This application uses Instructure's Data Access Platform (DAP) to pull Canvas table data into data files that we can then insert into our database to perform operations and reporting on. Since DAP does not yet natively support Oracle for replicating and synchronizing data to a database (the preferred solution), we developed this application to support data replication to Oracle with a desired subset of data for further operations and reporting. The end result is a setup of Oracle tables and views that provide data to stakeholders in further derived reports.
The application runs in three distinct steps:
- Retreive desired Canvas table data from DAP in JSONL format
- Cleanup data from JSONL data files using pandas and export to final CSV files
- Insert data from final CSV data files into Oracle tables
For our example setup below, we are looking to implement an early-alert system for students struggling in Canvas courses, so that we can forward them to Advising or other resources for assistance.

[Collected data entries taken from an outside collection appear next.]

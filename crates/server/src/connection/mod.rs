//! Sockets of the server
//!
//! - [`Listener`]: the bound listening socket. It accepts until the backlog is drained and hands
//!   each accepted socket over as a [`Connection`].
//! - [`Connection`]: one accepted socket with a read buffer, a write buffer and the observers
//!   notified whenever bytes arrive.
//! - [`Transport`]: the part of a connection the transaction layer relies on. Tests drive
//!   transactions through an in-memory implementation.

mod error;
mod listener;
mod tcp_connection;

pub use error::ListenerError;
pub use listener::Listener;
pub use tcp_connection::{Connection, ConnectionOptions, ConnectionState};

use fly_http::buffer::{ReadBuffer, WriteBuffer};
use std::cell::RefMut;
use std::net::SocketAddr;
use std::rc::Rc;

/// Observer notified after new bytes were appended to a connection's read buffer.
pub type Subscriber = Rc<dyn Fn()>;

/// Byte stream between the server and one client.
pub trait Transport {
    /// Queues `data` for the peer, pushing it out immediately when `flush` is set.
    /// Ignored once the transport is no longer writable.
    fn write(&self, data: &[u8], flush: bool);

    fn read_buffer(&self) -> RefMut<'_, ReadBuffer>;

    fn write_buffer(&self) -> RefMut<'_, WriteBuffer>;

    /// Registers an observer of incoming data. Observers run in registration order.
    fn subscribe(&self, subscriber: Subscriber);

    /// Closes the transport. Returns `false` when it was already closed.
    fn disconnect(&self) -> bool;

    fn is_readable(&self) -> bool;

    fn is_writable(&self) -> bool;

    fn remote_address(&self) -> Option<SocketAddr>;
}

We have retreived data from Canvas that is used to create tables and a view that we can use to gauge student's performance in their current Canvas course enrollments through their overall course score. Supporting information like their total time spent in the enrollment and their last activity date in the enrollment can help identify struggling students that may require assistance from Advising, etc.
This application assumes you already have an Oracle Database and Canvas LMS in place.
To begin, clone or download the canvas-data-integration application. For the application setup, proceed as follows:
-
(Optional) Set up a Python virtual environment to not pollute the base environment on the machine hosting the application.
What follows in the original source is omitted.